Nach derzeitigem Forschungsstand erlitten mindestens 10 700 deutsche Zeugen Jehovas und 2700 aus den besetzten Ländern Europas direkte Verfolgung: Folter, Mord, Enteignung, Kindesentzug etc. Etwa 2800 aus Deutschland und 1400 weitere aus Europa wurden in Konzentrationslager verschleppt, 1250 von ihnen waren minderjährig. Mindestens 1700 Mitglieder der Glaubensgemeinschaft kamen um, darunter sind 282 wegen Kriegsdienstverweigerung Hingerichtete. Weitere 55 kamen in der Haft oder in Strafeinheiten ums Leben.
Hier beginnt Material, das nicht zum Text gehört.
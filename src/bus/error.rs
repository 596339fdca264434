//! Transport error types.

use thiserror::Error;

/// Errors reported by a publish/subscribe transport.
#[derive(Debug, Error)]
pub enum BusError {
    #[error("Could not open a bus connection to device '{device}': {reason}")]
    Connect { device: String, reason: String },

    #[error("Could not subscribe to '{topic}': {reason}")]
    Subscribe { topic: String, reason: String },

    #[error("Could not unsubscribe from '{topic}': {reason}")]
    Unsubscribe { topic: String, reason: String },

    #[error("Bus connection is closed")]
    Closed,
}
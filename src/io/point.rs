//! Monitored IO points.

use serde::{Deserialize, Serialize};
use serde_json::{json, Value};

/// Whether a point reads a digital input or mirrors a digital output.
#[derive(Clone, Copy, Debug, PartialEq, Eq, Hash, Serialize, Deserialize)]
#[serde(rename_all = "snake_case")]
pub enum Direction {
    Input,
    Output,
}

impl Direction {
    pub fn is_input(self) -> bool {
        matches!(self, Self::Input)
    }

    /// Direction for a bus signal segment such as `digital-input`.
    pub fn from_signal(signal: &str) -> Option<Self> {
        match signal {
            "digital-input" => Some(Self::Input),
            "digital-output" => Some(Self::Output),
            _ => None,
        }
    }

    pub fn signal(self) -> &'static str {
        match self {
            Self::Input => "digital-input",
            Self::Output => "digital-output",
        }
    }
}

/// A named IO pin whose value is mirrored from the device bus.
#[derive(Clone, Debug, PartialEq)]
pub struct IoPoint {
    pub name: String,
    pub direction: Direction,
    pub device: u32,
    pub pin: u32,
    /// Last reported payload text, `0` until the first bus event
    pub value: Value,
}

impl IoPoint {
    pub fn new(name: impl Into<String>, direction: Direction, device: u32, pin: u32) -> Self {
        Self {
            name: name.into(),
            direction,
            device,
            pin,
            value: json!(0),
        }
    }

    pub fn is_at(&self, direction: Direction, device: u32, pin: u32) -> bool {
        self.direction == direction && self.device == device && self.pin == pin
    }

    /// Payload carried by IO_STATE events.
    pub fn snapshot(&self) -> Value {
        json!({
            "isInput": self.direction.is_input(),
            "name": self.name,
            "device": self.device,
            "pin": self.pin,
            "value": self.value,
        })
    }
}

#[cfg(test)]
mod tests {
    use super::*;

    #[test]
    fn snapshot_matches_wire_shape() {
        let point = IoPoint::new("door", Direction::Input, 1, 3);

        assert_eq!(
            point.snapshot(),
            json!({"isInput": true, "name": "door", "device": 1, "pin": 3, "value": 0})
        );
    }

    #[test]
    fn signal_names_round_trip() {
        for direction in [Direction::Input, Direction::Output] {
            assert_eq!(Direction::from_signal(direction.signal()), Some(direction));
        }
        assert_eq!(Direction::from_signal("available"), None);
    }
}
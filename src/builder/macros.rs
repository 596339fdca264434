//! Macros for ergonomic state table construction.

/// Build a [`StateTable`](crate::builder::StateTable) from `name => state`
/// pairs. Expands to a `Result<StateTable, BuildError>`.
///
/// # Example
///
/// ```
/// use machineapp::core::{AppState, StateContext};
/// use machineapp::state_table;
///
/// struct Idle;
///
/// impl AppState for Idle {
///     fn on_enter(&mut self, _ctx: &mut StateContext<'_>) -> anyhow::Result<()> {
///         Ok(())
///     }
/// }
///
/// let table = state_table! {
///     "Idle" => Idle,
/// }
/// .unwrap();
/// assert!(table.contains("Idle"));
/// ```
#[macro_export]
macro_rules! state_table {
    ($($name:expr => $state:expr),* $(,)?) => {
        $crate::builder::StateTableBuilder::new()
            $(.state($name, $state))*
            .build()
    };
}
//! Builder API for ergonomic state table construction.
//!
//! This module provides a fluent builder and a macro for assembling the
//! named states of a machine application, validating names once before the
//! engine runs.

pub mod error;
pub mod macros;
pub mod table;

pub use error::BuildError;
pub use table::{StateTable, StateTableBuilder};
pub(crate) use table::StateSlot;
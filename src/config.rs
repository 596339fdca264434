//! Runtime configuration.
//!
//! Every field has a default, so an empty (or partial) TOML file is a valid
//! configuration:
//!
//! ```toml
//! [engine]
//! tick_interval_ms = 160
//! history_limit = 10000
//!
//! [notifier]
//! bind_addr = "0.0.0.0:8081"
//! drain_interval_ms = 160
//! observer_capacity = 500
//!
//! [logging]
//! level = "info"
//! ```

use serde::{Deserialize, Serialize};
use std::path::{Path, PathBuf};
use std::time::Duration;
use thiserror::Error;

/// Errors that can occur while loading configuration.
#[derive(Debug, Error)]
pub enum ConfigError {
    #[error("Failed to read config file {path}: {source}")]
    Io {
        path: PathBuf,
        #[source]
        source: std::io::Error,
    },

    #[error("Failed to parse config: {0}")]
    Parse(#[from] toml::de::Error),

    #[error("Invalid config value for {field}: {reason}")]
    Invalid {
        field: &'static str,
        reason: &'static str,
    },
}

/// Top-level runtime configuration.
#[derive(Clone, Debug, Default, PartialEq, Serialize, Deserialize)]
#[serde(default)]
pub struct RuntimeConfig {
    pub engine: EngineConfig,
    pub notifier: NotifierSettings,
    pub logging: LoggingConfig,
}

impl RuntimeConfig {
    /// Parse and validate a TOML document.
    pub fn from_toml_str(source: &str) -> Result<Self, ConfigError> {
        let config: Self = toml::from_str(source)?;
        config.validate()?;
        Ok(config)
    }

    /// Reject values the engine and the notifier cannot run with.
    pub fn validate(&self) -> Result<(), ConfigError> {
        self.engine.validate()?;
        self.notifier.validate()
    }

    pub fn load(path: impl AsRef<Path>) -> Result<Self, ConfigError> {
        let path = path.as_ref();
        let source = std::fs::read_to_string(path).map_err(|source| ConfigError::Io {
            path: path.to_path_buf(),
            source,
        })?;
        Self::from_toml_str(&source)
    }
}

/// Engine loop settings.
#[derive(Clone, Debug, PartialEq, Serialize, Deserialize)]
#[serde(default)]
pub struct EngineConfig {
    /// Length of one control loop tick
    pub tick_interval_ms: u64,
    /// Transitions kept in a run's history; older ones are dropped
    pub history_limit: usize,
}

impl EngineConfig {
    /// Tick length, never shorter than one millisecond.
    pub fn tick_interval(&self) -> Duration {
        Duration::from_millis(self.tick_interval_ms.max(1))
    }

    pub fn with_tick_interval(tick: Duration) -> Self {
        Self {
            tick_interval_ms: tick.as_millis() as u64,
            ..Self::default()
        }
    }

    pub fn with_history_limit(mut self, limit: usize) -> Self {
        self.history_limit = limit;
        self
    }

    pub fn validate(&self) -> Result<(), ConfigError> {
        if self.tick_interval_ms == 0 {
            return Err(ConfigError::Invalid {
                field: "engine.tick_interval_ms",
                reason: "must be at least 1",
            });
        }
        if self.history_limit == 0 {
            return Err(ConfigError::Invalid {
                field: "engine.history_limit",
                reason: "must be at least 1",
            });
        }
        Ok(())
    }
}

impl Default for EngineConfig {
    fn default() -> Self {
        Self {
            tick_interval_ms: 160,
            history_limit: 10_000,
        }
    }
}

/// Status broadcast service settings.
#[derive(Clone, Debug, PartialEq, Serialize, Deserialize)]
#[serde(default)]
pub struct NotifierSettings {
    /// Address the observer websocket listens on
    pub bind_addr: String,
    /// How often queued status events are fanned out
    pub drain_interval_ms: u64,
    /// Frames buffered per observer before new frames are dropped for it
    pub observer_capacity: usize,
}

impl NotifierSettings {
    pub fn drain_interval(&self) -> Duration {
        Duration::from_millis(self.drain_interval_ms)
    }

    pub fn validate(&self) -> Result<(), ConfigError> {
        if self.drain_interval_ms == 0 {
            return Err(ConfigError::Invalid {
                field: "notifier.drain_interval_ms",
                reason: "must be at least 1",
            });
        }
        if self.observer_capacity == 0 {
            return Err(ConfigError::Invalid {
                field: "notifier.observer_capacity",
                reason: "must be at least 1",
            });
        }
        Ok(())
    }
}

impl Default for NotifierSettings {
    fn default() -> Self {
        Self {
            bind_addr: "0.0.0.0:8081".to_string(),
            drain_interval_ms: 160,
            observer_capacity: 500,
        }
    }
}

/// Logging settings.
#[derive(Clone, Debug, PartialEq, Serialize, Deserialize)]
#[serde(default)]
pub struct LoggingConfig {
    /// Default `tracing` filter, overridden by `RUST_LOG`
    pub level: String,
}

impl Default for LoggingConfig {
    fn default() -> Self {
        Self {
            level: "info".to_string(),
        }
    }
}
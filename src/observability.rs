//! Logging setup.
//!
//! Library code only emits `tracing` events. Binaries call
//! [`init_tracing`] once at startup to print them.

use crate::config::LoggingConfig;
use tracing_subscriber::EnvFilter;

/// Install a formatted `tracing` subscriber.
///
/// `RUST_LOG` takes precedence over the configured level. Calling this more
/// than once (or after another subscriber was installed) has no effect.
///
/// # Example
///
/// ```rust
/// use machineapp::config::LoggingConfig;
/// use machineapp::observability::init_tracing;
///
/// init_tracing(&LoggingConfig::default());
/// tracing::info!("machine app starting");
/// ```
pub fn init_tracing(config: &LoggingConfig) {
    let filter = EnvFilter::try_from_default_env().unwrap_or_else(|_| EnvFilter::new(&config.level));

    let subscriber = tracing_subscriber::fmt()
        .with_env_filter(filter)
        .with_thread_names(true)
        .with_target(true);

    // Ignore the error if a global subscriber is already set
    let _ = subscriber.try_init();
}
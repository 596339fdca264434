//! Observer websocket server and the drain task.

use super::error::NotifierError;
use super::service::Shared;
use crate::config::NotifierSettings;
use async_channel::TrySendError;
use async_tungstenite::tungstenite::Message;
use futures::{SinkExt, StreamExt};
use std::net::SocketAddr;
use std::sync::Arc;
use std::thread;
use std::time::Duration;
use tokio::net::{TcpListener, TcpStream};
use tokio::time::MissedTickBehavior;
use tracing::{debug, error, info, warn};
use uuid::Uuid;

/// Bind the listener on the caller's thread, then move the server onto a
/// dedicated thread running its own current-thread runtime.
pub(crate) fn spawn(
    shared: Arc<Shared>,
    settings: &NotifierSettings,
) -> Result<SocketAddr, NotifierError> {
    let bind_error = |source: std::io::Error| NotifierError::Bind {
        addr: settings.bind_addr.clone(),
        source,
    };
    let listener = std::net::TcpListener::bind(settings.bind_addr.as_str()).map_err(bind_error)?;
    listener.set_nonblocking(true).map_err(bind_error)?;
    let addr = listener.local_addr().map_err(bind_error)?;

    let runtime = tokio::runtime::Builder::new_current_thread()
        .enable_all()
        .build()
        .map_err(NotifierError::Runtime)?;

    let drain_interval = settings.drain_interval();
    let capacity = settings.observer_capacity.max(1);
    thread::Builder::new()
        .name("notifier".to_string())
        .spawn(move || runtime.block_on(serve(listener, shared, drain_interval, capacity)))
        .map_err(NotifierError::Thread)?;

    Ok(addr)
}

async fn serve(
    listener: std::net::TcpListener,
    shared: Arc<Shared>,
    drain_interval: Duration,
    capacity: usize,
) {
    let listener = match TcpListener::from_std(listener) {
        Ok(listener) => listener,
        Err(err) => {
            error!("Failed to register observer listener: {err}");
            return;
        }
    };
    let acceptor = tokio::spawn(accept_loop(listener, Arc::clone(&shared), capacity));

    let mut ticker = tokio::time::interval(drain_interval);
    ticker.set_missed_tick_behavior(MissedTickBehavior::Delay);
    while shared.is_alive() {
        ticker.tick().await;
        fan_out(&shared);
    }

    acceptor.abort();
    shared.clear_observers();
    info!("Websocket loop exiting.");
}

async fn accept_loop(listener: TcpListener, shared: Arc<Shared>, capacity: usize) {
    loop {
        match listener.accept().await {
            Ok((stream, peer)) => {
                debug!(%peer, "Observer connecting");
                tokio::spawn(serve_observer(stream, Arc::clone(&shared), capacity));
            }
            Err(err) => warn!("Failed to accept observer connection: {err}"),
        }
    }
}

/// Send every queued event to every registered observer.
///
/// Returns the number of frames handed to observer channels. A full
/// channel drops the frame for that observer only.
pub(crate) fn fan_out(shared: &Shared) -> usize {
    let events = shared.take_queue();
    if events.is_empty() {
        return 0;
    }

    let observers = shared.observers();
    let mut delivered = 0;
    for event in events {
        let frame = match event.to_frame() {
            Ok(frame) => frame,
            Err(err) => {
                error!(level = ?event.level, "Failed to serialize status event: {err}");
                continue;
            }
        };
        for (id, outbound) in &observers {
            match outbound.try_send(frame.clone()) {
                Ok(()) => delivered += 1,
                Err(TrySendError::Full(_)) => {
                    warn!(observer = %id, "Observer is lagging, dropping status frame")
                }
                Err(TrySendError::Closed(_)) => debug!(observer = %id, "Observer channel closed"),
            }
        }
    }
    delivered
}

async fn serve_observer(stream: TcpStream, shared: Arc<Shared>, capacity: usize) {
    let socket = match async_tungstenite::tokio::accept_async(stream).await {
        Ok(socket) => socket,
        Err(err) => {
            warn!("Observer websocket handshake failed: {err}");
            return;
        }
    };

    let id = Uuid::new_v4();
    let (mut sink, mut inbound) = socket.split();
    let (outbound, frames) = async_channel::bounded::<String>(capacity);
    shared.add_observer(id, outbound);
    info!(observer = %id, "Observer connected");

    let writer = tokio::spawn(async move {
        while let Ok(frame) = frames.recv().await {
            if let Err(err) = sink.send(Message::text(frame)).await {
                debug!(observer = %id, "Failed to send status frame: {err}");
                break;
            }
        }
    });

    // Observers are write-only; inbound frames are read to notice closes.
    while let Some(message) = inbound.next().await {
        match message {
            Ok(Message::Close(_)) | Err(_) => break,
            Ok(_) => {}
        }
    }

    shared.remove_observer(&id);
    writer.abort();
    info!(observer = %id, "Observer disconnected");
}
Nun, fast acht Jahrzehnte nach der Zerschlagung des Nazireiches, haben die Ampel-Parteien mit der CDU/ CSU einen Antrag formuliert, laut dem – unter Berücksichtigung der bereits bestehenden Erinnerungsarbeit – im Berliner Tiergarten ein Denk- und Mahnmal für die verfolgten und ermordeten Zeugen Jehovas in Europa errichtet werden soll. Die Mitglieder der Religionsgemeinschaft hätten aus ihrem Glauben heraus geschlossen Widerstand gegen den Nationalsozialismus geleistet und seien eine der ersten im nationalsozialistischen Deutschland verfolgten Gruppen gewesen, heißt es in dem Antrag der vier Parlamentsfraktionen.

Mit der Planung und Umsetzung soll die Bundesstiftung Denkmal für die ermordeten Juden Europas beauftragt werden. Das Mahnmal soll aus einer Gedenkskulptur und Informationstafeln bestehen, die Realisierung soll in Abstimmung mit dem Land Berlin erfolgen. Zugleich soll die Bundesregierung Maßnahmen ergreifen, um Defizite in der Aufarbeitung der Geschichte, der öffentlichen Anerkennung und der wissenschaftlichen Erforschung der verfolgten und ermordeten Zeugen Jehovas in Europa zu beseitigen.

CDU/CSU gegen gemeinsamen Antrag

Wer den oft mühseligen Prozess der Anerkennung und Ehrung von Opfergruppen, die unter dem Hitler-Regime leiden mussten, verfolgt hat, der weiß, dass sich die Linksfraktion stets dafür einsetzte, dass die Bundesrepublik ihrer Verpflichtung nachkommt, aller Opfer des Nationalsozialismus würdig zu gedenken. Nun jedoch verweigern sich die Linken?

Keineswegs. Jan Korte, Erster Parlamentarischer Geschäftsführer, hat sich mehrfach gegenüber Kollegen anderer Fraktionen bemüht, dass auch die Linksfraktion diesen interfraktionellen Antrag, dessen Inhalt sie mitträgt, zeichnen kann, vergeblich. Warum, das kann man einem Schreiben der SPD-Fraktion entnehmen. Deren Erste Parlamentarische Geschäftsführerin Katja Mast schrieb an den »sehr geehrten Herrn Kollegen Korte«, dass für ihre Fraktion eine »vertrauensvolle Zusammenarbeit mit allen demokratischen Fraktionen von zentraler Bedeutung ist – nicht nur in dieser Frage«. Doch lasse »die Beschlusslage der CDU/CSU-Fraktion keinen gemeinsamen Antrag mit der Fraktion Die Linke zu«.

Korte hält das für einen »unfassbaren Vorgang, der dem Thema in keiner Weise angemessen ist und geeignet scheint, das Verhältnis zwischen den demokratischen Fraktionen zu beschädigen«. Ungeachtet dessen betont er, dass Die Linke selbstverständlich die Pläne für ein Mahnmal für die im Nationalsozialismus verfolgten und ermordeten Zeugen Jehovas in Europa unterstütze.

Der Antrag wurde am vergangenen Donnerstag im Plenum beraten. In der halbstündigen Debatte sprachen sich alle Fraktionen für die Errichtung des Denkmals aus. Es sei »lange an der Zeit«, sich des Leidens der Zeugen Jehovas »aufrichtig zu erinnern«, erklärte Annette Widmann-Mauz (CDU) und betonte, dass alle Opfer des Nationalsozialismus »unseren unteilbaren Respekt« verdienten.